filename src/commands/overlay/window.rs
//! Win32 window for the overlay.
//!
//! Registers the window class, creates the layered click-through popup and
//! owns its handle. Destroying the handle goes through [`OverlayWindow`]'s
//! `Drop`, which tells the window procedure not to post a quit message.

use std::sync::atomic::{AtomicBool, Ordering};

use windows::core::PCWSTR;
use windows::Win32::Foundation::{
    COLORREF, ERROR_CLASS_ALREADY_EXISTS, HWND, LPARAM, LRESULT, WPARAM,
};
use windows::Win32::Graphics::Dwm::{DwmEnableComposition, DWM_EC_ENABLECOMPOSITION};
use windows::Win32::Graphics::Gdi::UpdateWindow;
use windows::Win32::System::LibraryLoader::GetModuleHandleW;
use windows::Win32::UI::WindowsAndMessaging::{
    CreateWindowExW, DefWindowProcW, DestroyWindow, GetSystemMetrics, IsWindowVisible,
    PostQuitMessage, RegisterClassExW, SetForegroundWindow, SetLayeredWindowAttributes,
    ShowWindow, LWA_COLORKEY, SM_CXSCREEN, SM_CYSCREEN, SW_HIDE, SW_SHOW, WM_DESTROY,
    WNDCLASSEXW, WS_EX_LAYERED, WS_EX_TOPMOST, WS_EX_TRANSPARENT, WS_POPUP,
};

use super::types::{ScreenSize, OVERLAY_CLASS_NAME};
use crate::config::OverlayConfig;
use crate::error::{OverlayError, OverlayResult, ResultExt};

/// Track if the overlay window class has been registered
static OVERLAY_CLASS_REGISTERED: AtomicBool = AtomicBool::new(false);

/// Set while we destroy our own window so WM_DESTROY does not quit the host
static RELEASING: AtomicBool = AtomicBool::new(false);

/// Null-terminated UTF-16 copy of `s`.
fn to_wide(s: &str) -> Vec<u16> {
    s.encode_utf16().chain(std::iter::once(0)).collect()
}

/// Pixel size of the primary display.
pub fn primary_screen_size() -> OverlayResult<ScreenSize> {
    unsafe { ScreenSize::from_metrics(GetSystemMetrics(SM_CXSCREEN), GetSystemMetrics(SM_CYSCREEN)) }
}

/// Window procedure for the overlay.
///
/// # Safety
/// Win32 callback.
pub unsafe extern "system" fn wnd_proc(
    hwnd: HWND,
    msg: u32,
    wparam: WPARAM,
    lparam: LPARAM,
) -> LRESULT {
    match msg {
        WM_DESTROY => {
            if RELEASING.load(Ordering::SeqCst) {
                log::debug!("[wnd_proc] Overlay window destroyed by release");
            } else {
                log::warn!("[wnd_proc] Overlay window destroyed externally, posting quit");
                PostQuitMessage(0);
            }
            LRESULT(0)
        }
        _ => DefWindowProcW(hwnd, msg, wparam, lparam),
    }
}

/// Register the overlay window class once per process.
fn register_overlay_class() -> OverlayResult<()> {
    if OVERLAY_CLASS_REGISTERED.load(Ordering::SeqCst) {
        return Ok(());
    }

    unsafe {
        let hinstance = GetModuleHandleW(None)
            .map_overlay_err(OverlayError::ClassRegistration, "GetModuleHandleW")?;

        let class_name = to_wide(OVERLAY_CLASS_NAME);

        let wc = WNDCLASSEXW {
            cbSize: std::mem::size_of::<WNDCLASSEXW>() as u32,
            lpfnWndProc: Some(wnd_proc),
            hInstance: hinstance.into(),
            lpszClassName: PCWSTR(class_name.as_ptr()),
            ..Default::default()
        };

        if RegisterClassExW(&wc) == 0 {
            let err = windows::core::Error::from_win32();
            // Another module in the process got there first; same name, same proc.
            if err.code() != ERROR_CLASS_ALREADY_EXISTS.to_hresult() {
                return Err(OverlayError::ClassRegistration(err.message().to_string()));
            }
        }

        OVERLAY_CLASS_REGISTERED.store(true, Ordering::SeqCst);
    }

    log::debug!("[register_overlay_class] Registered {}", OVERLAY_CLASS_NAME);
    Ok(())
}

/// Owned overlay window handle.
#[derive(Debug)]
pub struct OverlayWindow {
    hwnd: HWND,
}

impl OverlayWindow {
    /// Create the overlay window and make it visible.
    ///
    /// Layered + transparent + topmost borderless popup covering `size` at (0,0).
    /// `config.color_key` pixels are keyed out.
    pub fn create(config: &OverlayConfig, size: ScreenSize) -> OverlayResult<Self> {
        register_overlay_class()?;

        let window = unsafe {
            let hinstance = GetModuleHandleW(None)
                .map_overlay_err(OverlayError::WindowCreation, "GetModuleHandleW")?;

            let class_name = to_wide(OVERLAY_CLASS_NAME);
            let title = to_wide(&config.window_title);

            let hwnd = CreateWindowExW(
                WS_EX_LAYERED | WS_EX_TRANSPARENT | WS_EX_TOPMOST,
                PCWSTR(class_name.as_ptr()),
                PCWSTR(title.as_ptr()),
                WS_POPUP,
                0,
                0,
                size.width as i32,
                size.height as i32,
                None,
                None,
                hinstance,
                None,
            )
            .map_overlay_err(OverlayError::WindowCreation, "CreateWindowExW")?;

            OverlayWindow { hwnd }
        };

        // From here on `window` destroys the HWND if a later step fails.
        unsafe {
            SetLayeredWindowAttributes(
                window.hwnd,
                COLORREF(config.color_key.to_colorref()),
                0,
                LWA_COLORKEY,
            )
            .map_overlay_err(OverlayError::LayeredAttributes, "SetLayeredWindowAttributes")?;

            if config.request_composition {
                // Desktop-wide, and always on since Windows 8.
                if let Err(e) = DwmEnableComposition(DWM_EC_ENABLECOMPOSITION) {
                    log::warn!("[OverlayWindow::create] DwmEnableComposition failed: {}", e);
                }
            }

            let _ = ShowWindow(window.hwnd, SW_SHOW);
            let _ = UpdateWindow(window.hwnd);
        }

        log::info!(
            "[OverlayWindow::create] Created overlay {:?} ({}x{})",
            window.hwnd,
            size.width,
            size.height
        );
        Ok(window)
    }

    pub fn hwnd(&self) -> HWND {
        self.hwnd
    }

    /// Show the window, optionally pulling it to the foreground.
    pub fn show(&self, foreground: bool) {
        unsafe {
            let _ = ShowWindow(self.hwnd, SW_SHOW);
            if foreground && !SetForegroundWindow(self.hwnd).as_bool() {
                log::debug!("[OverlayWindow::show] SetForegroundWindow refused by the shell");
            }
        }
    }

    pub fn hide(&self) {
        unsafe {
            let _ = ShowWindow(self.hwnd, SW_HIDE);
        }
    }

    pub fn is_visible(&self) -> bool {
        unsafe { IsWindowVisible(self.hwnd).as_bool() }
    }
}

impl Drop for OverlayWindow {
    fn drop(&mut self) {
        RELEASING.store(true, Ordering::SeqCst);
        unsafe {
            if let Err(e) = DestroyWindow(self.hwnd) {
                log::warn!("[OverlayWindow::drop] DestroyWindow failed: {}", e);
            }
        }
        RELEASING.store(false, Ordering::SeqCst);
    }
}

--

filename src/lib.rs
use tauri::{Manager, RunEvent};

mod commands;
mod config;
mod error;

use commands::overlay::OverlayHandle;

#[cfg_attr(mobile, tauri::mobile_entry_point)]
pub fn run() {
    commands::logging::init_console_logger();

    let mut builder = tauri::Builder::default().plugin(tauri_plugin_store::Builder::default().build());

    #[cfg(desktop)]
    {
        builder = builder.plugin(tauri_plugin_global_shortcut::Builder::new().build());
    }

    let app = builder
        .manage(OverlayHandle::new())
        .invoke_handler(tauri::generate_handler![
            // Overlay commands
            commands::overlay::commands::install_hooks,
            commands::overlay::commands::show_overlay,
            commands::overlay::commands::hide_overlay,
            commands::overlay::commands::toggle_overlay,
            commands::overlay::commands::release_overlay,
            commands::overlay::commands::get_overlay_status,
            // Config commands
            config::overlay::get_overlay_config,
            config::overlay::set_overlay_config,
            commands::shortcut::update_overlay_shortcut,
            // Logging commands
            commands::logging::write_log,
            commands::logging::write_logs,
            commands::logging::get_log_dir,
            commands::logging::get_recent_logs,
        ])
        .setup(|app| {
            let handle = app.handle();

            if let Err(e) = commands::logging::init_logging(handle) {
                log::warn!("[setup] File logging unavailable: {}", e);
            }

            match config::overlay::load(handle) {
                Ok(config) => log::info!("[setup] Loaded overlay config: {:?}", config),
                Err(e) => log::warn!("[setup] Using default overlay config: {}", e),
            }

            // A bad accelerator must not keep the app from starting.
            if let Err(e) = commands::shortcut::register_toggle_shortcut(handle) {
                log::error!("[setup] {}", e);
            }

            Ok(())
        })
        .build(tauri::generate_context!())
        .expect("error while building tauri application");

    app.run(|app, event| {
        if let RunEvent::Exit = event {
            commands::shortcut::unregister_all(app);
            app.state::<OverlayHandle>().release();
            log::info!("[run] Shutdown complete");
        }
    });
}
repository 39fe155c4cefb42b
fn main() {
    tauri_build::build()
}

---

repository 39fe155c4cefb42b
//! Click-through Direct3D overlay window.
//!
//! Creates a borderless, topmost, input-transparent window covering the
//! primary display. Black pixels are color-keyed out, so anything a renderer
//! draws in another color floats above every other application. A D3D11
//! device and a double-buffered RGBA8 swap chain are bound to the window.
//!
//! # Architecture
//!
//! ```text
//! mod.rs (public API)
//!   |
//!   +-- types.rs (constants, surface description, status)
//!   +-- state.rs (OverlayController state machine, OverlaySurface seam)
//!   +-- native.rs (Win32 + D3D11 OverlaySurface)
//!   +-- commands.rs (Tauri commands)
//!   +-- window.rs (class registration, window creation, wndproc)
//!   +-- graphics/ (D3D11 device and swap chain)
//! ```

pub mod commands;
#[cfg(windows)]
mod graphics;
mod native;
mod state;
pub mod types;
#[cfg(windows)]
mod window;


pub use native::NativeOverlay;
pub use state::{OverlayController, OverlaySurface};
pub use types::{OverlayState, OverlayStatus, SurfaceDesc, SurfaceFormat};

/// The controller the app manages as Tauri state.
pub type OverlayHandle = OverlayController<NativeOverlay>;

Task prompt: Copy each line in the listing where "NativeOverlay" appears.

Solution to the exercise:
pub use native::NativeOverlay;
pub type OverlayHandle = OverlayController<NativeOverlay>;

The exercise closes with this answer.